DHS Pipeline: Sub-Saharan Africa Subnational Data
Source:vignettes/dhs_pipeline.Rmd
dhs_pipeline.RmdOverview
Since v0.3.0, localintel extends beyond EU/Eurostat to cover Sub-Saharan Africa using the DHS Program Indicator Data API. The DHS pipeline mirrors the Eurostat workflow — fetch, process, gap-fill, cascade, visualize — but adapts each layer for DHS survey data characteristics: irregular temporal spacing (3–13 years between surveys), Admin 1 geographic units, and region-name instability across survey waves.
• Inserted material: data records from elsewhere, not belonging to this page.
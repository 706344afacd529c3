//! chronyc invocation — spawns the control utility with structured args and
//! captures its outcome as data.
//!
//! Arguments are passed to `tokio::process::Command` individually (never
//! through a shell), so a crafted server name cannot inject shell syntax.
//! A non-zero exit is not an error from the caller's perspective: it is
//! returned as a `CommandOutput` with `succeeded = false` so every handler
//! can surface it in-band. No timeout bounds the invocation; chronyc talks to
//! a local daemon socket and is expected to return promptly.

use std::process::Stdio;
use std::time::Instant;

use tokio::process::Command;

/// Captured outcome of a single chronyc invocation.
///
/// Consumed immediately by a parser or serialized verbatim; never persisted.
#[derive(Debug, Clone, PartialEq, Eq)]
pub struct CommandOutput {
    /// Trimmed stdout, possibly partial when the process failed.
    pub stdout: String,
    /// Trimmed stderr. Non-empty whenever `succeeded` is false.
    pub stderr: String,
    /// False on non-zero exit or spawn failure.
    pub succeeded: bool,
}

impl CommandOutput {
    /// Error text for response bodies: `None` when the invocation succeeded.
    pub fn error(&self) -> Option<String> {
        if self.succeeded {
            None
        } else {
            Some(self.stderr.clone())
        }
    }
}

/// Runs the external control utility for the time daemon.
///
/// Holds only the executable name; each `run` spawns a fresh child process.
#[derive(Debug, Clone)]
pub struct ChronycRunner {
    command: String,
}

impl ChronycRunner {
    /// Create a runner for the given executable (name or absolute path).
    pub fn new(command: impl Into<String>) -> Self {
        Self {
            command: command.into(),
        }
    }

    /// The configured executable name.
    pub fn command(&self) -> &str {
        &self.command
    }

    /// Run the control utility with the given arguments and wait for it.
    ///
    /// Non-zero exit yields `succeeded = false` with whatever stdout was
    /// produced; a failure whose stderr is empty gets the generic `Error`
    /// marker so the error text is never blank on failure. A spawn failure
    /// (executable missing, permission denied) is reported the same way
    /// rather than propagated.
    pub async fn run(&self, args: &[&str]) -> CommandOutput {
        let start = Instant::now();

        let result = Command::new(&self.command)
            .args(args)
            .stdin(Stdio::null())
            .stdout(Stdio::piped())
            .stderr(Stdio::piped())
            .output()
            .await;

        let output = match result {
            Ok(output) => output,
            Err(e) => {
                tracing::warn!(
                    command = %self.command,
                    args = ?args,
                    error = %e,
                    "failed to spawn control utility"
                );
                return CommandOutput {
                    stdout: String::new(),
                    stderr: format!("failed to spawn '{}': {}", self.command, e),
                    succeeded: false,
                };
            }
        };

        let elapsed = start.elapsed().as_millis();
        let exit_code = output.status.code().unwrap_or(-1);
        let stdout = String::from_utf8_lossy(&output.stdout).trim().to_string();
        let stderr = String::from_utf8_lossy(&output.stderr).trim().to_string();

        tracing::info!(
            command = %self.command,
            args = ?args,
            exit_code = %exit_code,
            duration_ms = %elapsed,
            "control utility invocation"
        );

        if !stderr.is_empty() {
            tracing::debug!(command = %self.command, stderr = %stderr, "control utility stderr");
        }

        if output.status.success() {
            CommandOutput {
                stdout,
                stderr,
                succeeded: true,
            }
        } else {
            let stderr = if stderr.is_empty() {
                "Error".to_string()
            } else {
                stderr
            };
            CommandOutput {
                stdout,
                stderr,
                succeeded: false,
            }
        }
    }
}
The pipeline covers 62 indicators across 8 thematic domains for 44 SSA countries (35 with subnational survey data).
Setup
DHS API Key
Register for a free partner key at https://api.dhsprogram.com and set it as an environment variable:
# In your .Renviron or before loading the package:
Sys.setenv(DHS_API_KEY = "YOUR-KEY-HERE")
# Or add to ~/.Renviron:
# DHS_API_KEY=YOUR-KEY-HEREIf no key is set, the package falls back to a built-in development key.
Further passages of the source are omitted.